**Problem requirements**
Collect all lines from the records below that include the word "cannot".

Listed records Start Marker

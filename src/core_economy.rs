// Copyright (c) 2026 Hypermesh Foundation. All rights reserved.
// Licensed under the Business Source License 1.1.
// See the LICENSE file in the repository root for full license text.

//! Fixed-point production / upkeep integration.
//!
//! Same algorithm as [`crate::economy`], evaluated in `Decimal`. Used as the
//! parity reference for the float predictor: the on-chain record is fixed
//! point, so the two are compared step by step in the bench runner and tests.

use rust_decimal::Decimal;
use rust_decimal_macros::dec;

use crate::core_types::{FixedPlanetState, Ships, SECONDS_PER_HOUR};

// ---------------------------------------------------------------------------
// Error types
// ---------------------------------------------------------------------------

/// Validation failures, raised before the state is touched.
#[derive(Debug, Clone, PartialEq, Eq, thiserror::Error)]
pub enum FixedEconomyError {
    #[error("invalid time travel: cannot advance by {0}s")]
    InvalidTimeTravel(Decimal),

    #[error("cannot move negative spaceships ({0})")]
    NegativeQuantity(Decimal),

    #[error("not enough spaceships: requested {requested}, available {available}")]
    InsufficientShips { requested: Decimal, available: Decimal },
}

const TWO: Decimal = dec!(2);

fn require_quantity(quantity: Ships) -> Result<(), FixedEconomyError> {
    if quantity.0 < Decimal::ZERO {
        return Err(FixedEconomyError::NegativeQuantity(quantity.0));
    }
    Ok(())
}

// ---------------------------------------------------------------------------
// Advance
// ---------------------------------------------------------------------------

/// Advance by `time_elapsed` seconds.
pub fn peek(state: &FixedPlanetState, time_elapsed: Decimal) -> Result<FixedPlanetState, FixedEconomyError> {
    if time_elapsed < Decimal::ZERO {
        return Err(FixedEconomyError::InvalidTimeTravel(time_elapsed));
    }

    let mut next = *state;
    let max = state.stats.max_upkeep.0;
    let above_cap = state.num_spaceships.0 >= max;

    let mut external_area = Decimal::ZERO;
    if next.has_debt() {
        let actual_time = next.external_upkeep_duration.min(time_elapsed);
        let decrease = (next.world.external_upkeep_down_rate * actual_time).min(next.external_upkeep.0);
        external_area = decrease * actual_time / TWO + next.external_upkeep.0 * actual_time;

        next.external_upkeep = Ships(next.external_upkeep.0 - decrease);
        next.external_upkeep_duration -= actual_time;
        if next.external_upkeep.0 <= Decimal::ZERO || next.external_upkeep_duration <= Decimal::ZERO {
            next.clear_debt();
        }
    }

    let mut ships = next.num_spaceships.0;
    if above_cap {
        ships -= time_elapsed * next.stats.production / SECONDS_PER_HOUR / TWO;
        // Zero floor first, then the cap floor.
        if ships <= Decimal::ZERO {
            ships = Decimal::ZERO;
        } else if ships < max {
            ships = max;
        }
    } else {
        let budget = max * time_elapsed;
        if budget > Decimal::ZERO {
            let free = (budget - external_area).max(Decimal::ZERO);
            // Divide before multiplying to keep intermediates inside Decimal range.
            ships += time_elapsed * next.stats.production / SECONDS_PER_HOUR * (free / budget);
        }
        ships = ships.max(Decimal::ZERO).min(max);
    }
    next.num_spaceships = Ships(ships);

    next.last_update += time_elapsed;
    Ok(next)
}

// ---------------------------------------------------------------------------
// Depart
// ---------------------------------------------------------------------------

fn merge_upkeep(state: &mut FixedPlanetState, quantity: Ships) {
    let rate = state.world.external_upkeep_down_rate;
    let old_duration = state.external_upkeep_duration;
    let old_upkeep = state.external_upkeep.0;
    let window = state.world.external_upkeep_duration;

    let own_duration = quantity.0.checked_div(rate).unwrap_or(window);
    let new_duration = old_duration.max(own_duration).min(window);
    if new_duration <= Decimal::ZERO {
        return;
    }

    let new_upkeep = (new_duration * new_duration * rate - rate * old_duration * old_duration
        + TWO * new_duration * quantity.0
        + TWO * old_duration * old_upkeep)
        / (TWO * new_duration);

    if new_upkeep <= Decimal::ZERO {
        state.clear_debt();
    } else {
        state.external_upkeep = Ships(new_upkeep);
        state.external_upkeep_duration = new_duration;
    }
}

/// Advance by `time_elapsed`, then send `quantity` ships away.
pub fn send(
    state: &FixedPlanetState,
    time_elapsed: Decimal,
    quantity: Ships,
) -> Result<FixedPlanetState, FixedEconomyError> {
    require_quantity(quantity)?;
    let mut next = peek(state, time_elapsed)?;
    if quantity > next.num_spaceships {
        return Err(FixedEconomyError::InsufficientShips {
            requested: quantity.0,
            available: next.num_spaceships.0,
        });
    }
    if quantity.is_zero() {
        return Ok(next);
    }

    next.num_spaceships = next.num_spaceships - quantity;
    if next.has_debt() {
        merge_upkeep(&mut next, quantity);
    } else {
        next.external_upkeep = quantity;
        next.external_upkeep_duration = next.world.external_upkeep_duration;
    }
    Ok(next)
}

// ---------------------------------------------------------------------------
// Arrive / Return
// ---------------------------------------------------------------------------

/// Advance by `time_elapsed`, then redeem the debt of `quantity` ships that
/// departed at `start_time`.
pub fn count_arrival(
    state: &FixedPlanetState,
    time_elapsed: Decimal,
    quantity: Ships,
    start_time: Decimal,
) -> Result<FixedPlanetState, FixedEconomyError> {
    require_quantity(quantity)?;
    let mut next = peek(state, time_elapsed)?;
    if quantity.is_zero() || !next.has_debt() || next.external_upkeep_duration <= Decimal::ZERO {
        return Ok(next);
    }

    let time_left = next.world.external_upkeep_duration - (next.last_update - start_time);
    if time_left <= Decimal::ZERO {
        return Ok(next);
    }

    let duration = next.external_upkeep_duration;
    let new_upkeep = (duration * next.external_upkeep.0 - time_left * quantity.0) / duration;
    if new_upkeep <= Decimal::ZERO {
        next.clear_debt();
    } else {
        next.external_upkeep = Ships(new_upkeep);
    }
    Ok(next)
}

/// Advance by `time_elapsed`, then add `quantity` ships without capping.
pub fn receive_spaceships(
    state: &FixedPlanetState,
    time_elapsed: Decimal,
    quantity: Ships,
) -> Result<FixedPlanetState, FixedEconomyError> {
    require_quantity(quantity)?;
    let mut next = peek(state, time_elapsed)?;
    next.num_spaceships = next.num_spaceships + quantity;
    Ok(next)
}

// ---------------------------------------------------------------------------
// Tests
// ---------------------------------------------------------------------------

Listed records End Marker

**Problem solution**
    #[error("invalid time travel: cannot advance by {0}s")]
    #[error("cannot move negative spaceships ({0})")]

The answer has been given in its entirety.